I was reading a Quora answer , which contained the following sentences :

"Before I moved here in 2013, I read everything I could lay my hands on about China, especially on the internet, and especially blogs written by people who had lived here or currently were."

While the sentences are clear and understandable, and my understanding of the sentences meant, by the time the writer were reading the blogs, the blog-writer were then living in China. Should the writer use "then" instead of "currently"?

I have a feeling "currently" can only work with present tense, am I wrong? Examples?

PS. the writer of the quoted sentences is an IELTS teacher, so I suppose he should be a master of grammar, and had reasons for his choice of words and right about them.

2 Answers 2


I'm no English Major but I believe the answer is no. 'Currently', as defined by OED, means "At the present time." This being the case, any use of the word 'currently' when talking about the past would be incorrect use of the word.
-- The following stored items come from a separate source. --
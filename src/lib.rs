pub mod api;
pub mod config;
pub mod database;
pub mod document_store;
pub mod errors;
pub mod extractor;
pub mod grading;
pub mod llm_providers;
pub mod logging;
pub mod models;
pub mod progress;
pub mod question_generator;
pub mod study_service;

pub use config::Config;
pub use database::Database;
pub use document_store::{DocumentStore, HttpDocumentStore};
pub use errors::*;
pub use extractor::ContentExtractor;
pub use grading::GradingEngine;
pub use llm_providers::{JsonResponseParser, LLMProvider, LLMProviderFactory, LLMProviderType};
pub use models::*;
pub use question_generator::QuestionGenerator;
pub use study_service::StudyService;
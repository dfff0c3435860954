use std::collections::HashSet;
use std::sync::Arc;
use std::time::Instant;

use crate::database::Database;
use crate::document_store::{unique_object_name, DocumentStore};
use crate::errors::{DataAccessError, ExtractionError, StudyError};
use crate::extractor::{ContentExtractor, ExtractedDocument};
use crate::grading::GradingEngine;
use crate::models::*;
use crate::progress;
use crate::question_generator::{QuestionGenerator, MAX_CONTEXT_QUESTIONS};
use crate::{log_service_error, log_service_start, log_service_success, log_validation};

pub type StudyResult<T> = Result<T, StudyError>;

pub const DEFAULT_HISTORY_LIMIT: i64 = 10;
pub const MAX_HISTORY_LIMIT: i64 = 500;
const MAX_USERNAME_CHARS: usize = 64;
const MAX_TOPIC_CHARS: usize = 200;

fn invalid(component: &str, message: String) -> StudyError {
    log_validation!(failure, component, error = message);
    StudyError::InvalidInput(message)
}

fn validate_username(username: &str) -> StudyResult<String> {
    let username = username.trim();
    if username.is_empty() {
        return Err(invalid("username", "username must not be empty".to_string()));
    }
    if username.chars().count() > MAX_USERNAME_CHARS {
        return Err(invalid(
            "username",
            format!("username is longer than {} characters", MAX_USERNAME_CHARS),
        ));
    }
    Ok(username.to_string())
}

fn validate_topic(topic: &str) -> StudyResult<String> {
    let topic = topic.trim();
    if topic.is_empty() {
        return Err(invalid("topic", "topic must not be empty".to_string()));
    }
    if topic.chars().count() > MAX_TOPIC_CHARS {
        return Err(invalid(
            "topic",
            format!("topic is longer than {} characters", MAX_TOPIC_CHARS),
        ));
    }
    Ok(topic.to_string())
}

fn validate_mix(mix: QuestionMix) -> StudyResult<()> {
    mix.validate().map_err(|msg| invalid("question_mix", msg))
}

/// Orchestrates the study workflows. The acting user is always passed in explicitly.
#[derive(Clone)]
pub struct StudyService {
    db: Database,
    store: Arc<dyn DocumentStore>,
    extractor: ContentExtractor,
    generator: QuestionGenerator,
    grader: GradingEngine,
}

impl StudyService {
    pub fn new(
        db: Database,
        store: Arc<dyn DocumentStore>,
        extractor: ContentExtractor,
        generator: QuestionGenerator,
        grader: GradingEngine,
    ) -> Self {
        Self {
            db,
            store,
            extractor,
            generator,
            grader,
        }
    }

    pub fn database(&self) -> &Database {
        &self.db
    }

    /// Extract, store, generate, then persist every question in one transaction.
    /// Any failure along the way leaves the question table untouched.
    pub async fn ingest_documents(
        &self,
        username: &str,
        topic: &str,
        documents: Vec<UploadedDocument>,
        mix: QuestionMix,
    ) -> StudyResult<IngestReport> {
        let started = Instant::now();
        log_service_start!("study_service", "ingest_documents", topic = topic);

        let username = validate_username(username)?;
        let topic = validate_topic(topic)?;
        validate_mix(mix)?;
        if documents.is_empty() {
            return Err(invalid("documents", "at least one document is required".to_string()));
        }

        let (documents, extracted) = self.extract_all(documents).await?;

        let mut stored = Vec::with_capacity(documents.len());
        for (document, text) in documents.into_iter().zip(&extracted) {
            let object_name = unique_object_name(&username, text.format.extension());
            let saved = self
                .store
                .put(&object_name, text.format.mime_type(), document.bytes)
                .await
                .map_err(|e| {
                    log_service_error!("study_service", "ingest_documents", error = e);
                    e
                })?;
            stored.push(saved);
        }

        let source_text = ContentExtractor::combine(&extracted);
        let generated = self.generator.generate_from_text(&source_text, &topic, mix).await?;
        let questions = self.db.insert_questions(&generated).await?;

        log_service_success!(
            "study_service",
            "ingest_documents",
            question_count = questions.len(),
            duration_ms = started.elapsed().as_millis() as u64
        );
        Ok(IngestReport {
            topic,
            documents: stored,
            questions,
        })
    }

    /// Parsing is CPU-bound, so it runs on the blocking pool and hands the uploads back
    async fn extract_all(
        &self,
        documents: Vec<UploadedDocument>,
    ) -> StudyResult<(Vec<UploadedDocument>, Vec<ExtractedDocument>)> {
        let extractor = self.extractor.clone();
        let (documents, extracted) = tokio::task::spawn_blocking(move || {
            let extracted = documents
                .iter()
                .map(|document| extractor.extract_upload(document))
                .collect::<Result<Vec<_>, _>>();
            (documents, extracted)
        })
        .await
        .map_err(|e| {
            log_service_error!("study_service", "extract_all", error = e);
            ExtractionError::Aborted(e.to_string())
        })?;

        Ok((documents, extracted?))
    }

    /// Ask for more questions on a topic that already has some
    pub async fn generate_for_topic(&self, topic: &str, mix: QuestionMix) -> StudyResult<Vec<Question>> {
        let started = Instant::now();
        log_service_start!("study_service", "generate_for_topic", topic = topic);

        let topic = validate_topic(topic)?;
        validate_mix(mix)?;

        let existing = self
            .db
            .recent_question_texts(&topic, MAX_CONTEXT_QUESTIONS as i64)
            .await?;
        if existing.is_empty() {
            return Err(invalid(
                "topic",
                format!("topic '{}' has no questions yet; upload documents first", topic),
            ));
        }

        let generated = self.generator.generate_for_topic(&topic, mix, &existing).await?;
        let questions = self.db.insert_questions(&generated).await?;

        log_service_success!(
            "study_service",
            "generate_for_topic",
            question_count = questions.len(),
            duration_ms = started.elapsed().as_millis() as u64
        );
        Ok(questions)
    }

    /// Grade a submission and append the attempt. A failed grading records nothing.
    pub async fn submit_answer(
        &self,
        username: &str,
        question_id: i64,
        submission: Submission,
    ) -> StudyResult<GradedAttempt> {
        let started = Instant::now();
        log_service_start!("study_service", "submit_answer", question_id = question_id);

        let username = validate_username(username)?;
        let question = self.get_question(question_id).await?;

        let judgment = self.grader.grade(&question, &submission).await.map_err(|e| {
            log_service_error!("study_service", "submit_answer", question_id = question_id, error = e);
            e
        })?;

        let attempt = self
            .db
            .insert_attempt(&NewAttempt {
                username,
                question_id,
                is_correct: judgment.is_correct,
                user_answer: submission.recorded_answer(),
            })
            .await?;

        log_service_success!(
            "study_service",
            "submit_answer",
            question_id = question_id,
            duration_ms = started.elapsed().as_millis() as u64
        );
        Ok(GradedAttempt {
            attempt,
            feedback: judgment.feedback,
        })
    }

    pub async fn get_question(&self, question_id: i64) -> StudyResult<Question> {
        self.db
            .get_question(question_id)
            .await?
            .ok_or_else(|| DataAccessError::QuestionNotFound(question_id).into())
    }

    pub async fn study_questions(&self, filter: &QuestionFilter) -> StudyResult<Vec<Question>> {
        let topic = filter.topic.as_deref().map(str::trim).filter(|t| !t.is_empty());
        let mut questions = self.db.list_questions(topic, filter.kind).await?;

        if let Some(username) = &filter.review_for {
            let review_ids: HashSet<i64> = self
                .review_questions(username)
                .await?
                .into_iter()
                .map(|question| question.id)
                .collect();
            questions.retain(|question| review_ids.contains(&question.id));
        }

        Ok(questions)
    }

    pub async fn topics(&self) -> StudyResult<Vec<TopicSummary>> {
        Ok(self.db.topic_summaries().await?)
    }

    pub async fn progress(&self, username: &str) -> StudyResult<ProgressReport> {
        let username = validate_username(username)?;
        let records = self.db.attempt_records_for_user(&username).await?;
        log_service_success!(
            "study_service",
            "progress",
            format!("{} attempts aggregated for {}", records.len(), username)
        );
        Ok(progress::build_report(&username, &records))
    }

    pub async fn review_questions(&self, username: &str) -> StudyResult<Vec<Question>> {
        let username = validate_username(username)?;
        let records = self.db.attempt_records_for_user(&username).await?;
        Ok(progress::review_list(&records))
    }

    /// Latest attempts, newest first
    pub async fn history(&self, username: &str, limit: Option<i64>) -> StudyResult<Vec<AttemptRecord>> {
        let username = validate_username(username)?;
        let limit = limit.unwrap_or(DEFAULT_HISTORY_LIMIT);
        if !(1..=MAX_HISTORY_LIMIT).contains(&limit) {
            return Err(invalid(
                "history_limit",
                format!("limit must be between 1 and {}", MAX_HISTORY_LIMIT),
            ));
        }
        Ok(self.db.recent_attempts(&username, limit).await?)
    }
}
The Quora user should have said

"people who had lived here or were living here at the time."

if they wished to be grammatically correct.


Your understanding of the sentence is correct. "Currently" means at the given time, but that time doesn't necessarily have to be right now in real life. Alternatively the author could correctly say ...written by people who had lived there or were at the time. Currently just means "at the time being discussed" and the author is discussing the time period when he was reading the blogs.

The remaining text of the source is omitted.